Update, same location, third visit. The staff clause still holds — no gatekeeping, no restroom theater — though today the key lived behind the counter like a museum artifact, which is either new policy or new paranoia. Either way, the human layer is still doing its job.
The product layer is not. Ordered black, caught myself, added two creams — and got a coffee that tasted like fat without ever tasting like cream. That's a specific failure, not a vague one: real dairy delivers milkfat and milk solids as a package deal, so fat-with-no-creaminess means whatever's in that carafe has been cut, thinned, or isn't actually cream. The coffee itself had gone the other direction from visit one — no longer aggressive and enamel-negotiating, just thin and flavorless, like the same adversarial brew diluted into surrender.
The ham and swiss croissant arrived as a diorama of its own menu photo — small, and simultaneously soggy, rubbery, greasy, and overcooked, which is not a coherent set of adjectives for a pastry to earn at once. That's four different failure modes competing for the same three-inch object, which suggests the problem isn't technique, it's throughput — something moving through a chain fast enough to hit every wrong temperature and none of the right ones.
And then the bag: napkins shoved in balled, fistful-style, like disposal rather than service. That one isn't supply chain — that's a person, on that day, treating the bag as somewhere to get rid of something rather than somewhere to place something for someone. Corporate can fix a creamer SKU. Nobody's fixing that.
Total for a small coffee and a croissant: $8.21. For a sandwich that failed on four axes and a coffee that failed on two, that number stops being a price and starts being an insult.
Two stars, down from three. Staff and restroom policy still earn their point each. The product — food and beverage both — has stopped being merely a punchline about institutional purgatory and started being genuinely bad. The waiting is still the point. But now you're waiting badly fed.
Let's be honest about what this Dunkin' is: it is not a coffee shop. It is the decompression chamber for the Hertz location next door.
Everyone in here is either waiting on a vehicle, disputing a vehicle, or recovering from a conversation about a vehicle. The seating is occupied by people staring at rental agreements. Dunkin' has, perhaps unknowingly, become a load-bearing piece of Hertz's customer service infrastructure, absorbing overflow grief at no charge.
To the staff's enormous credit: the girls working the counter are genuinely friendly and will not interrogate you about the restroom. No code, no purchase audit, no sighing. In 2026 America, where grocery stores lock up deodorant, this qualifies as hospitality. Whoever trained this crew understood something most operators have forgotten.
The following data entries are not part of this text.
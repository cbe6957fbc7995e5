use ab_glyph::{FontArc, PxScale};
use image::{Rgb, RgbImage};
use imageproc::drawing::{draw_hollow_rect_mut, draw_text_mut};
use imageproc::rect::Rect;
use serde::Serialize;
use std::path::Path;

use crate::error::{MonitorError, Result};
use crate::track::TrackedObject;

const BOX_COLOR: Rgb<u8> = Rgb([255, 0, 0]);
const TEXT_SCALE: f32 = 16.0;

/// What a renderer needs to label one tracked person.
#[derive(Debug, Clone, PartialEq, Eq, Serialize)]
pub struct Annotation {
    pub id: u64,
    pub bbox: [i32; 4],
    /// Whole seconds of dwell, truncated.
    pub dwell_seconds: u64,
}

impl Annotation {
    pub fn from_object(obj: &TrackedObject) -> Self {
        let b = &obj.tlbr;
        Annotation {
            id: obj.id,
            bbox: [b[0] as i32, b[1] as i32, b[2] as i32, b[3] as i32],
            dwell_seconds: obj.dwell.as_secs(),
        }
    }

    pub fn label(&self) -> String {
        format!("ID:{} | t:{}", self.id, self.dwell_seconds)
    }
}

pub fn load_font<P: AsRef<Path>>(path: P) -> Result<FontArc> {
    let path = path.as_ref();
    let bytes = std::fs::read(path).map_err(|e| {
        MonitorError::Configuration(format!("cannot read font {}: {}", path.display(), e))
    })?;
    FontArc::try_from_vec(bytes)
        .map_err(|e| MonitorError::Configuration(format!("invalid font {}: {}", path.display(), e)))
}

/// Draw a box per annotation. Labels and the live count need a font.
pub fn render(frame: &mut RgbImage, annotations: &[Annotation], occupancy: usize, font: Option<&FontArc>) {
    for ann in annotations {
        let [x1, y1, x2, y2] = ann.bbox;
        let rect = Rect::at(x1, y1).of_size((x2 - x1).max(1) as u32, (y2 - y1).max(1) as u32);
        draw_hollow_rect_mut(frame, rect, BOX_COLOR);
        // second pass for a 2px outline
        let inner = Rect::at(x1 + 1, y1 + 1)
            .of_size((x2 - x1 - 2).max(1) as u32, (y2 - y1 - 2).max(1) as u32);
        draw_hollow_rect_mut(frame, inner, BOX_COLOR);

        if let Some(font) = font {
            let y = (y1 - TEXT_SCALE as i32).max(0);
            draw_text_mut(frame, BOX_COLOR, x1, y, PxScale::from(TEXT_SCALE), font, &ann.label());
        }
    }

    if let Some(font) = font {
        let text = format!("Live Person Count: {}", occupancy);
        draw_text_mut(frame, BOX_COLOR, 1, 14, PxScale::from(TEXT_SCALE), font, &text);
    }
}

#[cfg(test)]
mod tests {
    use super::*;
    use crate::detection::Detection;
    use std::time::{Duration, Instant};

    #[test]
    fn test_annotation_from_object_truncates_dwell() {
        let det = Detection::from_corners(10.4, 20.6, 50.9, 120.2, 0.9);
        let mut obj = TrackedObject::new(3, &det, Instant::now());
        obj.dwell = Duration::from_millis(4_999);

        let ann = Annotation::from_object(&obj);
        assert_eq!(ann.bbox, [10, 20, 50, 120]);
        assert_eq!(ann.dwell_seconds, 4);
        assert_eq!(ann.label(), "ID:3 | t:4");
    }

    #[test]
    fn test_render_draws_box_outline() {
        let mut frame = RgbImage::new(64, 64);
        let ann = Annotation { id: 0, bbox: [10, 10, 40, 50], dwell_seconds: 0 };
        render(&mut frame, &[ann], 1, None);

        assert_eq!(*frame.get_pixel(10, 10), BOX_COLOR);
        assert_eq!(*frame.get_pixel(25, 10), BOX_COLOR);
        assert_eq!(*frame.get_pixel(25, 30), Rgb([0, 0, 0]));
    }

    #[test]
    fn test_render_clips_boxes_outside_frame() {
        let mut frame = RgbImage::new(16, 16);
        let ann = Annotation { id: 0, bbox: [10, 10, 100, 100], dwell_seconds: 0 };
        render(&mut frame, &[ann], 1, None);
        assert_eq!(*frame.get_pixel(12, 10), BOX_COLOR);
    }

    #[test]
    fn test_missing_font_is_configuration_error() {
        let err = load_font("/nonexistent/font.ttf").unwrap_err();
        assert!(matches!(err, MonitorError::Configuration(_)));
    }
}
Now, the menu. The fruit punch Refresher is doing what I'd call mixology provenance laundering — it borrows the visual language of a craft beverage (layered color, "refresher" nomenclature, implied botanicals) while the actual liquid tastes like a dissolved aspirin that once read about fruit. The word "punch" is carrying the entire load.
There is no fruit lineage here, only a supply chain of flavor concentrate wearing a fruit costume.
Today's small hot black coffee was brewed at a strength I can only describe as adversarial. Somewhere between "diner at hour eleven of the pot" and "industrial descaling agent." I felt it negotiating directly with my enamel. I finished it anyway, because I was waiting on Hertz, and this coffee understands its role: not pleasure, but endurance fuel for institutional purgatory.
Three stars: one for the staff, one for the restroom policy, one for the honesty of the arrangement. The beverages are not the point. The waiting is the point.